De la réouverture en 2006 et l’arrivée du chef Peter Knogl au restaurant Cheval Blanc, à la création de nouvelles expériences (elle vient d’ouvrir l’exquise boutique de fleurs « Fleurs des Rois »), Tanja Wegmann s’est pleinement investie dans l’édification et le partage de l’esprit de l’hôtel et sa devise : « Riche en histoire, jeune de cœur ».

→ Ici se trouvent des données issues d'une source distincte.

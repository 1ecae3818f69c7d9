//! 스캐너 오케스트레이터.
//!
//! 캡처(C3) → 캐시(C4) → 매칭(C6) → 클릭(C8)을 묶는 상태 기계.
//!
//! ```text
//! Idle ─start→ Arming ─source-ready→ Scanning
//! Scanning ─miss→ Scanning (스케줄러 재조정)
//! Scanning ─hit (streak≥min)→ Cooldown ─timer→ Scanning
//! Scanning ─capture-error→ Faulted ─backoff→ Arming
//! any ─stop→ Idle,  any ─pause→ Paused ─resume→ Scanning
//! ```
//!
//! 백오프는 여기 한 곳에만 있다. 캡처/클릭 계층은 장애를 보고만 하고
//! 스스로 재시도하지 않는다. 복구 가능한 장애는 StatusChanged 이벤트
//! 외부로 전파되지 않는다.

use std::collections::{HashMap, VecDeque};
use std::sync::Arc;
use std::time::{Duration, Instant};

use okshim_capture::cache::SharedFrameCache;
use okshim_capture::registry::MonitorRegistry;
use okshim_core::config::{AppConfig, CaptureBackend};
use okshim_core::config_manager::ConfigManager;
use okshim_core::error::CoreError;
use okshim_core::models::event::StatusEvent;
use okshim_core::models::frame::Frame;
use okshim_core::models::geometry::Point;
use okshim_core::models::matching::{MatchResult, TemplateId};
use okshim_core::models::scanner::{ScannerState, WorkerCommand};
use okshim_core::models::target::{CaptureSource, WindowHandle, WindowTarget};
use okshim_core::ports::capture::FrameSource;
use okshim_core::ports::locator::WindowLocator;
use okshim_vision::bank::TemplateBank;
use okshim_vision::matcher::{find_first_match, MatchParams};
use tokio::sync::{mpsc, watch};
use tracing::{debug, error, info, warn};

use crate::clicker::{ClickDispatcher, DispatchOutcome};
use crate::perf::PerfSampler;
use crate::scheduler::{AdaptiveScheduler, SchedulerParams};
use crate::status::StatusChannel;

/// 캐시 소비자 태그
const SCANNER_TAG: &str = "scanner";

/// 연속 stale 틱이 이 수를 넘으면 장애로 승격
const STALE_STRIKES_LIMIT: u32 = 5;

/// PerfTick 발행 주기
const PERF_INTERVAL: Duration = Duration::from_secs(5);

/// 장애 집계 윈도우와 한도 (윈도우 내 한도 초과 → sticky)
const FAULT_WINDOW: Duration = Duration::from_secs(60);
const FAULT_BUDGET: usize = 5;

/// 슬립 중 깨어나는 사유
enum Wake {
    Timer,
    Command(WorkerCommand),
    Shutdown,
}

/// 백오프 단일 권위 — 1→2→4→8s (상한 8s), 60초에 5회 이상이면 sticky
struct FaultTracker {
    backoff: Duration,
    recent: VecDeque<Instant>,
    sticky: bool,
}

impl FaultTracker {
    fn new() -> Self {
        Self {
            backoff: Duration::from_secs(1),
            recent: VecDeque::new(),
            sticky: false,
        }
    }

    /// 장애 기록. 반환값은 이번에 대기할 백오프.
    fn record(&mut self) -> Duration {
        let now = Instant::now();
        self.recent.push_back(now);
        while let Some(&front) = self.recent.front() {
            if now.duration_since(front) > FAULT_WINDOW {
                self.recent.pop_front();
            } else {
                break;
            }
        }
        if self.recent.len() >= FAULT_BUDGET {
            self.sticky = true;
        }
        let current = self.backoff;
        self.backoff = (self.backoff * 2).min(Duration::from_secs(8));
        current
    }

    /// 정상 복구 시 백오프 리셋
    fn reset(&mut self) {
        self.backoff = Duration::from_secs(1);
    }

    /// 사용자 조작으로 sticky 해제
    fn clear(&mut self) {
        self.recent.clear();
        self.sticky = false;
        self.reset();
    }
}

Pour le programme « Femmes en vue », elle nous parle de transmission, de leadership et des qualités nécessaires pour créer l’une des meilleures équipes d’accueil au monde. Nous vous prévenons : il est question de flammes dans le regard !
© Ben Koechlin
Vous avez participé à la transformation du Grand Hotel Les Trois Rois en 2006 et largement contribué à faire de cette maison de grande tradition l’une des meilleures adresses de l’hôtellerie suisse, et du Cheval Blanc l’un des meilleurs restaurants du monde. Quelle a été votre approche ? Comment s’est passée la collaboration avec Peter Knogl ?
Maintenir un tel niveau de qualité de service, d’hospitalité et de produits exige évidemment beaucoup de travail. Mais, l’ingrédient secret, c’est que nous aimons ce que nous faisons. Il y a quelques années, alors que je travaillais dans la joaillerie de luxe, je me suis aperçue que mon cœur penchait plutôt pour le secteur de l’hôtellerie, de l’accueil. Il est important de travailler avec des équipes passionnées. Regardez Peter Knogl, il est non seulement excellent chef cuisinier, mais aussi un être formidable, qui inspire respect et engagement.
Une bonne communication est également très importante. Au Grand Hotel Les Trois Rois et Le Cheval Blanc, nous nous réunissons presque toutes les semaines pour échanger nos idées, discuter de nouveaux projets, partager nos inspirations. Dans la gastronomie, il faut avoir une vision précise et communiquer clairement sur sa cuisine et la manière dont on veut la partager.
« Et comme Cheval Blanc fait partie intégrante de l’hôtel, les messages doivent être cohérents. Peter Knogl est maître dans ses restaurants, mais nous en sommes les médiateurs. »
Parcours de Tanja Wegmann
- 1993 : École hôtelière de Lausanne.
- 2002 : MBA Henley Business School. Programme accéléré pour jeunes diplômés à l’IHG (Inter-Continental Hotels & Resorts)
- 2005-2006 : Gestionnaire au Grand Hotel Les Trois Rois.
- 2007- 2009 : Directrice générale du Grand Hotel Les Trois Rois.
- 2007 : Ouverture du Cheval Blanc by Peter Knogl.
- 2009-2017 : Joaillerie de luxe (Bucherer & Hublot).
- 2018 : A nouveau directrice générale du Grand Hotel Les Trois Rois.
La devise du Grand Hotel Les Trois Rois est « Riche en histoire, jeune de cœur». Quel est le juste équilibre entre tradition et innovation ?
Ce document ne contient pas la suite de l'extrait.